Over the past two years, Pamela Rayer has had injections of gamma globulin, a serum usually used to prevent or treat infectious diseases. She has taken a drug given to AIDS patients and one given for acne.
All have been experimental, and unsuccessful, attempts to beat back amyotrophic lateral sclerosis, or ALS, the disease that threatens the life of the Wichita wife and mother of four.
Also known as Lou Gehrig's disease, ALS is progressive and is fatal, usually within two to five years of diagnosis. Rayer was diagnosed two years ago.
In January, Rayer tried yet another experimental attack on her ALS: She became the 27th person in the United States, and the first woman, to get an infusion of umbilical stem cells.
The procedure has been used for certain types of cancer, but it's not approved for ALS, which is why Rayer won't talk about who did it or where, beyond saying it was in Atlanta.
The treatment isn't illegal, but it's not accepted, either. Because it's experimental, it's not covered by insurance. Rayer's parents helped with the $24,500 cost.
The 26 who went before her have all shown at least some improvement since their infusions, she said. She expects the same and said she already sees some evidence -- the dosage of the blood thinner she takes has been lowered three times since the transplant, and the numbness in her toes and pain in her shoulder is gone. Friends have said they think her speech has improved.
Still, only time will tell. The doctor who did the procedure said it would take two to six months to see any results. And the stem cell infusion is not considered a cure, only a hope for stopping the progression of the disease.
In ALS, the nerves degenerate, die and cause muscles to weaken and eventually atrophy. An estimated 30,000 Americans have ALS, and about 5,000 cases are diagnosed each year. It most commonly affects those 40 to 60 years old, men more often than women.
Rayer, whose faith plays a major role in her reaction to her disease, feels as if God led her to Atlanta.
"I had accepted the disease, that it was probably going to take its course," Rayer said. But after learning of the infusions and praying for God's guidance, she felt strongly that "this is where God wanted me to go next."
The stem cells were given, through an IV, over three days. It took 20 umbilical cords to produce the cells she was given.
When she was diagnosed in January 2001, the only real signs of the disease were in her hands, which had become weaker. Since then, the disease has continued its progression: Her fingers curl in, and she struggles to lift dishes onto kitchen shelves. She uses a cane to walk, and a decorative ladder next to the two steps up from the living room has become her handrail.
"I can still clean the kitchen, I still cook," she said. "I just start earlier."
She and family members say the disease has brought them closer together.
"It's a real bad disease," she said. "But it has just put such a focus on our family, on what's really important."

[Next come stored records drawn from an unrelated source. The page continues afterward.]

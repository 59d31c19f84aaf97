//! Per-URL outcomes of a mirror run
//!
//! The report is filled in by the coordinator as URLs finish, printed as a
//! console summary at the end, and optionally exported as JSON.

use crate::crawler::LoadTime;
use crate::state::UrlState;
use crate::{FailureKind, MirrorError};
use chrono::{DateTime, Utc};
use serde::Serialize;
use std::collections::HashMap;
use std::path::{Path, PathBuf};

/// Why a URL did not make it to `Done`
#[derive(Debug, Clone, PartialEq, Eq, Serialize)]
pub struct Failure {
    pub kind: FailureKind,
    pub message: String,
}

impl From<&MirrorError> for Failure {
    fn from(error: &MirrorError) -> Self {
        Self {
            kind: error.kind(),
            message: error.to_string(),
        }
    }
}

/// What happened to one input URL
#[derive(Debug, Clone, Serialize)]
pub struct UrlOutcome {
    /// The URL exactly as it was given
    pub url: String,

    /// Final state reached in this run
    pub state: UrlState,

    /// HTML artifact, present once the page was written
    #[serde(skip_serializing_if = "Option::is_none")]
    pub saved_path: Option<PathBuf>,

    /// Screenshot artifact, present once the image was written
    #[serde(skip_serializing_if = "Option::is_none")]
    pub screenshot_path: Option<PathBuf>,

    /// Load time of the successful navigation
    #[serde(rename = "load_time_secs", skip_serializing_if = "Option::is_none")]
    pub load_time: Option<LoadTime>,

    /// Navigation attempts made
    pub attempts: u32,

    #[serde(skip_serializing_if = "Option::is_none")]
    pub failure: Option<Failure>,
}

impl UrlOutcome {
    /// An outcome for a URL that has not been processed yet
    pub fn pending(url: impl Into<String>) -> Self {
        Self {
            url: url.into(),
            state: UrlState::Pending,
            saved_path: None,
            screenshot_path: None,
            load_time: None,
            attempts: 0,
            failure: None,
        }
    }
}

/// Structured result of one run
#[derive(Debug, Clone, Serialize)]
pub struct RunReport {
    pub started_at: DateTime<Utc>,

    #[serde(skip_serializing_if = "Option::is_none")]
    pub finished_at: Option<DateTime<Utc>>,

    /// SHA-256 of the effective configuration
    pub config_fingerprint: String,

    /// Set when a fatal error stopped the run early
    #[serde(skip_serializing_if = "Option::is_none")]
    pub aborted: Option<Failure>,

    /// One entry per input URL, in input order
    pub outcomes: Vec<UrlOutcome>,
}

impl RunReport {
    /// Starts a report stamped with the current time
    pub fn new(config_fingerprint: impl Into<String>) -> Self {
        Self {
            started_at: Utc::now(),
            finished_at: None,
            config_fingerprint: config_fingerprint.into(),
            aborted: None,
            outcomes: Vec::new(),
        }
    }

    pub fn record(&mut self, outcome: UrlOutcome) {
        self.outcomes.push(outcome);
    }

    /// Stamps the finish time
    pub fn finish(&mut self) {
        self.finished_at = Some(Utc::now());
    }

    /// Marks the run as stopped by `error` and stamps the finish time
    pub fn abort(&mut self, error: &MirrorError) {
        self.aborted = Some(Failure::from(error));
        self.finish();
    }

    pub fn total(&self) -> usize {
        self.outcomes.len()
    }

    /// Number of URLs that ended in `state`
    pub fn count(&self, state: UrlState) -> usize {
        self.outcomes.iter().filter(|o| o.state == state).count()
    }

    pub fn succeeded(&self) -> usize {
        self.outcomes.iter().filter(|o| o.state.is_success()).count()
    }

    pub fn failed(&self) -> usize {
        self.outcomes.iter().filter(|o| o.state.is_error()).count()
    }

    /// Failure counts per kind
    pub fn failures_by_kind(&self) -> HashMap<FailureKind, usize> {
        let mut counts = HashMap::new();
        for failure in self.outcomes.iter().filter_map(|o| o.failure.as_ref()) {
            *counts.entry(failure.kind).or_insert(0) += 1;
        }
        counts
    }

    /// Mean load time of the pages that loaded, in seconds
    pub fn average_load_time(&self) -> Option<f64> {
        let times: Vec<f64> = self
            .outcomes
            .iter()
            .filter_map(|o| o.load_time.map(|t| t.duration().as_secs_f64()))
            .collect();

        if times.is_empty() {
            None
        } else {
            Some(times.iter().sum::<f64>() / times.len() as f64)
        }
    }

    /// Percentage of URLs that reached `Done`
    pub fn success_rate(&self) -> f64 {
        if self.outcomes.is_empty() {
            0.0
        } else {
            (self.succeeded() as f64 / self.outcomes.len() as f64) * 100.0
        }
    }

    /// Whole seconds between start and finish, once finished
    pub fn duration_seconds(&self) -> Option<i64> {
        self.finished_at
            .map(|finished| (finished - self.started_at).num_seconds())
    }

    /// Prints the run summary to stdout
    pub fn print_summary(&self) {
        println!("=== Mirror Summary ===\n");

        println!("Overview:");
        println!("  URLs processed: {}", self.total());
        if let Some(duration) = self.duration_seconds() {
            println!("  Duration: {}s", duration);
        }
        if let Some(average) = self.average_load_time() {
            println!("  Average load time: {:.2} seconds", average);
        }
        println!();

        println!("URLs by State:");
        for state in UrlState::all_states() {
            let count = self.count(state);
            if count > 0 {
                let percentage = (count as f64 / self.total() as f64) * 100.0;
                println!("  {}: {} ({:.1}%)", state, count, percentage);
            }
        }
        println!();

        let failures = self.failures_by_kind();
        if !failures.is_empty() {
            println!("Failure Summary:");
            let mut failure_counts: Vec<_> = failures.iter().collect();
            failure_counts.sort_by(|a, b| b.1.cmp(a.1));

            for (kind, count) in failure_counts {
                println!("  {}: {}", kind, count);
            }
            println!();

            println!("Failed URLs:");
            for outcome in self.outcomes.iter().filter(|o| o.state.is_error()) {
                if let Some(failure) = &outcome.failure {
                    println!("  - {} ({})", outcome.url, failure.message);
                }
            }
            println!();
        }

        if let Some(aborted) = &self.aborted {
            println!("Run aborted: {}", aborted.message);
            println!(
                "  {} URLs were not attempted",
                self.count(UrlState::Pending)
            );
            println!();
        }

        println!(
            "Success Rate: {:.1}% ({} / {} URLs saved)",
            self.success_rate(),
            self.succeeded(),
            self.total()
        );
    }

    /// Writes the report as pretty-printed JSON
    pub fn write_json(&self, path: &Path) -> Result<(), MirrorError> {
        let json = serde_json::to_string_pretty(self)?;
        std::fs::write(path, json).map_err(|e| MirrorError::filesystem(path, e))
    }
}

Her oldest daughter, Tiffany, has taken on the bookkeeping that Rayer used to do for the family business, Rayer's Bearden Stained Glass. Tiffany also stays close to home, to lend a hand and to be there if Rayer should take a fall, for example.
Her husband has picked up some "mom" duties but cuts her no slack: All he has to do to immobilize her, he joked, is pull her shirt up over her head. Her lack of upper body strength doesn't allow her to fight her way back out.
"It's definitely brought a lot more laughter and humor into our house," she said.
Still, she is frustrated by her limitations. "As I progress, it just steals a little bit more of me," she said, mentioning that she can no longer trust herself around the delicate glass in their store. "Just little by little, I have to give up."
Don't read more into "give up" than what she means. Her energy level is incredible since the transplant, she said, and she had to remind herself that skiing was out of the question during a recent trip to Colorado.
"But you know, maybe six months to a year from now, that may be possible."